でも僕は教えてもらったとき「寝にくいんちゃうん?」って思ってたんです。でも実際に寝てみたら、すごい良いですね。めっちゃ寝やすくて、俺のベッドと変わらないくらいでした。

なので、隙間風が吹くような古い日本家屋なら布団部屋に近いような納戸が必要かもしれませんが、高気密・高断熱でHEAT20 G1・G2といった家を建てる人に関しては、布団部屋としての納戸は無くても大丈夫だと思います。
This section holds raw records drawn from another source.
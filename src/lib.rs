//! Vendor Patcher: source patches for installed dependency packages
//!
//! Applies unified-diff patch files to packages as part of a package
//! manager's install/update lifecycle, and tracks what was applied so the
//! next cycle only re-patches when the patch set actually changed.
//!
//! # Architecture
//!
//! Packages declare patches in their "extra" configuration bag (inline under
//! `patches`, or in a JSON file referenced by `patches-file`). Once per
//! cycle a [`collector::PatchCollector`] turns those declarations into a
//! [`collection::PatchCollection`], resolving each reference through
//! [`resolver::PathResolver`] (remote patches are downloaded into a
//! [`scratch::ScratchDir`]). The [`driver::PatchDriver`] compares the
//! collection's aggregate hash against the bookkeeping persisted on each
//! package to decide what needs a reinstall, then applies pending patches
//! through [`patcher::Patcher`], which picks a git-native or generic
//! `patch(1)` strategy per target directory.
//!
//! # Host integration
//!
//! Dependency resolution, package (un)installation, downloads and metadata
//! persistence are the host's problem: they are injected via the traits in
//! [`host`]. The external patch tools run through
//! [`executor::ProcessRunner`], also injectable.
//!
//! # Example
//!
//! ```no_run
//! use vendor_patcher::{Patch, PatchCollection};
//!
//! let mut collection = PatchCollection::new();
//! collection.add(Patch::new(
//!     "acme/patches",
//!     "acme/lib:1.2.3",
//!     "patches/fix-crash.diff",
//!     "/project/patches/fix-crash.diff",
//!     "Fix the startup crash",
//!     vec!["-p1".to_string()],
//! ));
//! println!("collected {} patches", collection.len());
//! ```

pub mod collection;
pub mod collector;
pub mod driver;
pub mod error;
pub mod executor;
pub mod host;
pub mod io;
pub mod patch;
pub mod patcher;
pub mod resolver;
pub mod scratch;

// Re-exports
pub use collection::PatchCollection;
pub use collector::{PatchCollector, DEFAULT_PATCH_LEVELS};
pub use driver::{HostServices, PatchDriver};
pub use error::PatchError;
pub use executor::{
    GitApplier, HostPlatform, PatchExecutor, PatchToolApplier, Platform, ProcessOutput,
    ProcessRunner, SystemRunner,
};
pub use host::{
    AppliedPatch, AppliedPatches, EventSink, FsJsonReader, HttpFetcher, InstallationManager,
    JsonReader, MetadataSink, NullEvents, Package, PatchEvent, RemoteFetch,
    EVENT_POST_APPLY_PATCH, EVENT_PRE_APPLY_PATCH,
};
pub use io::{BufferIo, ConsoleIo, Io};
pub use patch::Patch;
pub use patcher::Patcher;
pub use resolver::PathResolver;
pub use scratch::ScratchDir;
//! Shell-argument escaping.
//!
//! [`super::SystemRunner`] passes arguments verbatim, so these rules are used
//! for rendering command lines in verbose output and by shell-backed
//! [`super::ProcessRunner`] implementations. POSIX shells and Windows `cmd`
//! have incompatible quoting rules, and `cmd` additionally expands
//! `%VAR%` sequences even inside double quotes, so `%` must be bracketed out
//! of any quoted run.

/// Escape for POSIX shells: single-quote wrapping, with embedded single
/// quotes spliced as `'\''`.
pub fn escape_posix(arg: &str) -> String {
    if !arg.is_empty() && arg.bytes().all(is_posix_safe) {
        return arg.to_string();
    }
    format!("'{}'", arg.replace('\'', r"'\''"))
}

fn is_posix_safe(byte: u8) -> bool {
    byte.is_ascii_alphanumeric()
        || matches!(
            byte,
            b'-' | b'_' | b'.' | b'/' | b'=' | b':' | b'@' | b'+' | b','
        )
}

/// Escape for Windows `cmd`-style invocation: double-quote wrapping with
/// backslash doubling before quotes, embedded quotes as `\"`, and every `%`
/// bracketed (`"%"`) so environment-variable expansion cannot fire.
pub fn escape_windows(arg: &str) -> String {
    let mut quoted = String::with_capacity(arg.len() + 2);
    quoted.push('"');
    let mut backslashes = 0usize;
    for ch in arg.chars() {
        match ch {
            '\\' => backslashes += 1,
            '"' => {
                // backslashes preceding a quote must be doubled, plus one to
                // escape the quote itself
                quoted.extend(std::iter::repeat('\\').take(backslashes * 2 + 1));
                quoted.push('"');
                backslashes = 0;
            }
            other => {
                quoted.extend(std::iter::repeat('\\').take(backslashes));
                backslashes = 0;
                quoted.push(other);
            }
        }
    }
    // trailing backslashes precede the closing quote
    quoted.extend(std::iter::repeat('\\').take(backslashes * 2));
    quoted.push('"');
    quoted.replace('%', "\"%\"")
}

/// Escape for the current platform.
pub fn escape(arg: &str) -> String {
    if cfg!(windows) {
        escape_windows(arg)
    } else {
        escape_posix(arg)
    }
}

/// Render a program and its arguments as a single display-safe command line.
pub fn render_command(program: &str, args: &[String]) -> String {
    let mut rendered = escape(program);
    for arg in args {
        rendered.push(' ');
        rendered.push_str(&escape(arg));
    }
    rendered
}

#[cfg(test)]
mod tests {
    use super::*;

    #[test]
    fn posix_plain_arguments_pass_through() {
        assert_eq!(escape_posix("-p1"), "-p1");
        assert_eq!(escape_posix("/usr/bin/patch"), "/usr/bin/patch");
    }

    #[test]
    fn posix_quoting() {
        assert_eq!(escape_posix(""), "''");
        assert_eq!(escape_posix("a b"), "'a b'");
        assert_eq!(escape_posix("it's"), r"'it'\''s'");
        assert_eq!(escape_posix("$HOME"), "'$HOME'");
    }

    #[test]
    fn windows_quoting() {
        assert_eq!(escape_windows("plain"), "\"plain\"");
        assert_eq!(escape_windows("a b"), "\"a b\"");
        assert_eq!(escape_windows(r#"say "hi""#), r#""say \"hi\"""#);
        // backslashes before an embedded quote are doubled
        assert_eq!(escape_windows(r#"c:\dir\"x"#), r#""c:\dir\\\"x""#);
        // trailing backslashes are doubled before the closing quote
        assert_eq!(escape_windows(r"c:\dir\"), r#""c:\dir\\""#);
    }

    #[test]
    fn windows_percent_is_bracketed() {
        assert_eq!(escape_windows("%PATH%"), "\"\"%\"PATH\"%\"\"");
        assert!(!escape_windows("100%").contains("100%\""));
    }

    #[test]
    fn render_joins_escaped_arguments() {
        let rendered = render_command("patch", &["-p1".to_string(), "my file".to_string()]);
        if cfg!(windows) {
            assert_eq!(rendered, "\"patch\" \"-p1\" \"my file\"");
        } else {
            assert_eq!(rendered, "patch -p1 'my file'");
        }
    }
}
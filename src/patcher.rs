//! Applies a single patch to a package.
//!
//! Picks the strategy matching the target directory (git checkout vs plain
//! tree), fires pre/post notifications around the attempt, and converts the
//! already-applied signal into a soft success.

use crate::error::PatchError;
use crate::executor::{
    GitApplier, PatchExecutor, PatchToolApplier, Platform, ProcessRunner,
};
use crate::host::{EventSink, InstallationManager, Package, PatchEvent};
use crate::io::Io;
use crate::patch::Patch;
use crate::scratch::ScratchDir;
use std::cell::RefCell;
use std::env;
use std::path::{Path, PathBuf};
use std::rc::Rc;

pub struct Patcher {
    io: Rc<dyn Io>,
    installs: Rc<dyn InstallationManager>,
    events: Rc<dyn EventSink>,
    runner: Rc<dyn ProcessRunner>,
    platform: Rc<dyn Platform>,
    scratch: Rc<ScratchDir>,
    // strategies are constructed lazily (construction probes the external
    // tool) and cached for the patcher's lifetime
    git: RefCell<Option<Rc<GitApplier>>>,
    patch_tool: RefCell<Option<Rc<PatchToolApplier>>>,
}

impl Patcher {
    pub fn new(
        io: Rc<dyn Io>,
        installs: Rc<dyn InstallationManager>,
        events: Rc<dyn EventSink>,
        runner: Rc<dyn ProcessRunner>,
        platform: Rc<dyn Platform>,
        scratch: Rc<ScratchDir>,
    ) -> Self {
        Patcher {
            io,
            installs,
            events,
            runner,
            platform,
            scratch,
            git: RefCell::new(None),
            patch_tool: RefCell::new(None),
        }
    }

    /// Apply one patch to a package's install root.
    ///
    /// The pre-apply event always precedes the attempt and the post-apply
    /// event always follows it, including when a hard error propagates.
    /// An already-applied outcome is reported and treated as success.
    pub fn apply_patch(&self, patch: &Patch, package: &Package) -> Result<(), PatchError> {
        self.io.write_partial(&format!(
            "Applying patch {}/{} to {}... ",
            patch.from_package(),
            patch.description(),
            package.name()
        ));
        let base_dir = self.base_dir(package)?;
        self.events.dispatch(PatchEvent::pre_apply(patch));
        let outcome = self
            .executor_for(&base_dir)
            .and_then(|executor| executor.apply_patch(patch, &base_dir));
        let outcome = match outcome {
            Ok(()) => {
                self.io.write("done.");
                Ok(())
            }
            Err(err) if err.is_already_applied() => {
                self.io.write("patch was already applied.");
                Ok(())
            }
            // a hard error leaves the progress line open; the propagating
            // error's message follows it
            Err(err) => Err(err),
        };
        self.events.dispatch(PatchEvent::post_apply(patch));
        outcome
    }

    fn base_dir(&self, package: &Package) -> Result<PathBuf, PatchError> {
        if package.is_root() {
            env::current_dir().map_err(|source| PatchError::Io {
                path: ".".to_string(),
                source,
            })
        } else {
            self.installs.install_path(package)
        }
    }

    fn executor_for(&self, base_dir: &Path) -> Result<Rc<dyn PatchExecutor>, PatchError> {
        if GitApplier::usable_for(base_dir) {
            Ok(self.git_applier()?)
        } else {
            Ok(self.patch_tool_applier()?)
        }
    }

    fn git_applier(&self) -> Result<Rc<dyn PatchExecutor>, PatchError> {
        let mut slot = self.git.borrow_mut();
        let applier = match slot.as_ref() {
            Some(applier) => applier.clone(),
            None => {
                let applier = Rc::new(GitApplier::new(self.runner.clone(), self.io.clone())?);
                *slot = Some(applier.clone());
                applier
            }
        };
        Ok(applier)
    }

    fn patch_tool_applier(&self) -> Result<Rc<dyn PatchExecutor>, PatchError> {
        let mut slot = self.patch_tool.borrow_mut();
        let applier = match slot.as_ref() {
            Some(applier) => applier.clone(),
            None => {
                let applier = Rc::new(PatchToolApplier::new(
                    self.runner.clone(),
                    self.io.clone(),
                    self.scratch.clone(),
                    self.platform.as_ref(),
                )?);
                *slot = Some(applier.clone());
                applier
            }
        };
        Ok(applier)
    }
}

#[cfg(test)]
mod tests {
    use super::*;
    use crate::executor::ProcessOutput;
    use crate::io::BufferIo;
    use serde_json::Map;
    use std::cell::RefCell;
    use std::fs;
    use tempfile::TempDir;

    struct FixedInstalls {
        path: PathBuf,
    }

    impl InstallationManager for FixedInstalls {
        fn install_path(&self, _package: &Package) -> Result<PathBuf, PatchError> {
            Ok(self.path.clone())
        }

        fn uninstall(&self, _package: &Package) -> Result<(), PatchError> {
            Ok(())
        }
    }

    struct RecordingEvents {
        names: RefCell<Vec<&'static str>>,
    }

    impl EventSink for RecordingEvents {
        fn dispatch(&self, event: PatchEvent<'_>) {
            self.names.borrow_mut().push(event.name);
        }
    }

    struct ScriptedRunner {
        outputs: RefCell<Vec<ProcessOutput>>,
    }

    impl ProcessRunner for ScriptedRunner {
        fn run(&self, _program: &str, _args: &[String]) -> Result<ProcessOutput, PatchError> {
            Ok(self.outputs.borrow_mut().remove(0))
        }
    }

    struct PosixPlatform;

    impl Platform for PosixPlatform {
        fn is_windows(&self) -> bool {
            false
        }

        fn is_file(&self, path: &str) -> bool {
            Path::new(path).is_file()
        }
    }

    fn patch() -> Patch {
        Patch::new(
            "acme/patches",
            "acme/lib",
            "fix.diff",
            "/tmp/fix.diff",
            "Fix",
            vec!["-p1".to_string()],
        )
    }

    fn harness(
        outputs: Vec<ProcessOutput>,
        install_dir: PathBuf,
    ) -> (Patcher, Rc<BufferIo>, Rc<RecordingEvents>) {
        let io = Rc::new(BufferIo::new(false));
        let events = Rc::new(RecordingEvents {
            names: RefCell::new(Vec::new()),
        });
        let patcher = Patcher::new(
            io.clone(),
            Rc::new(FixedInstalls { path: install_dir }),
            events.clone(),
            Rc::new(ScriptedRunner {
                outputs: RefCell::new(outputs),
            }),
            Rc::new(PosixPlatform),
            Rc::new(ScratchDir::system()),
        );
        (patcher, io, events)
    }

    #[test]
    fn git_strategy_selected_for_git_checkouts() {
        let dir = TempDir::new().unwrap();
        fs::create_dir(dir.path().join(".git")).unwrap();
        // git --version probe, check run, real run
        let (patcher, io, events) = harness(
            vec![
                ProcessOutput::default(),
                ProcessOutput::default(),
                ProcessOutput::default(),
            ],
            dir.path().to_path_buf(),
        );
        let package = Package::new("acme/lib", "1.0.0", Map::new());
        patcher.apply_patch(&patch(), &package).unwrap();
        assert!(io.contents().contains("done."));
        assert_eq!(
            *events.names.borrow(),
            ["pre-apply-patch", "post-apply-patch"]
        );
    }

    #[test]
    fn already_applied_is_soft_success_with_post_event() {
        let dir = TempDir::new().unwrap();
        fs::create_dir(dir.path().join(".git")).unwrap();
        let (patcher, io, events) = harness(
            vec![
                ProcessOutput::default(),
                ProcessOutput {
                    status: 0,
                    stdout: String::new(),
                    stderr: "Skipped patch 'a.txt'.".to_string(),
                },
            ],
            dir.path().to_path_buf(),
        );
        let package = Package::new("acme/lib", "1.0.0", Map::new());
        patcher.apply_patch(&patch(), &package).unwrap();
        assert!(io.contents().contains("patch was already applied."));
        assert_eq!(
            *events.names.borrow(),
            ["pre-apply-patch", "post-apply-patch"]
        );
    }

    #[test]
    fn post_event_fires_even_on_hard_failure() {
        let dir = TempDir::new().unwrap();
        fs::create_dir(dir.path().join(".git")).unwrap();
        let (patcher, io, events) = harness(
            vec![
                ProcessOutput::default(),
                ProcessOutput {
                    status: 1,
                    stdout: String::new(),
                    stderr: "error: corrupt patch".to_string(),
                },
            ],
            dir.path().to_path_buf(),
        );
        let package = Package::new("acme/lib", "1.0.0", Map::new());
        let err = patcher.apply_patch(&patch(), &package).unwrap_err();
        assert!(matches!(err, PatchError::NotApplied { .. }));
        assert_eq!(
            *events.names.borrow(),
            ["pre-apply-patch", "post-apply-patch"]
        );
        // the progress line stays open; the caller reports the error
        assert!(io
            .contents()
            .ends_with("Applying patch acme/patches/Fix to acme/lib... "));
    }
}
さっきも言いましたように、コンパクトにたためるマットというのがあるし、羽根の掛け布団なら圧縮して小さく収納できますよね。なので古い家でみたような布団系をしまうための納戸は、これからどんどん作らないようになっていくと思います。

「つくったのはいいけど、この10年〜20年で使ったのって1、2回だったなぁ」ということがあり得ますのでね。

新築で納戸を検討されているのであれば、この機会にぜひ納戸の機能を把握して、自分たちの求めていること、本当に欲しい機能の整理をしてもらえたら、納得する答えが出るのではないかと思います。

最後に、納戸を検討されている方にむけて、いい例を紹介させてください。

よく「3畳ぐらいの納戸が欲しい」とおっしゃられる方がいます。

で、置きたいものを聞くと、奥行きは90cm〜1mもいらないことが多いです。30cmほどの棚にしたり、60cm〜70cmくらいにしたほうが、中に入っているものが見やすくて整理しやすい納戸になります。(嫁入り箪笥とかを置きたいという人の参考にはならないかもしれません。ごめんなさい)

もし3畳の空間を作るなら、片方は60cm〜70cm の収納、もう片方は30cmぐらいの奥行きの棚を配置して、間は通路にするといった形にするのがおすすめです。同じ3畳の納戸と比べて、中がジャングル化しにくいです。

こういった例も知っていただいた上で、我が家の納戸はどんな形がいいかなとか、そもそも使う機会があるかなということを考えてもらうと、良いプランができるはずです。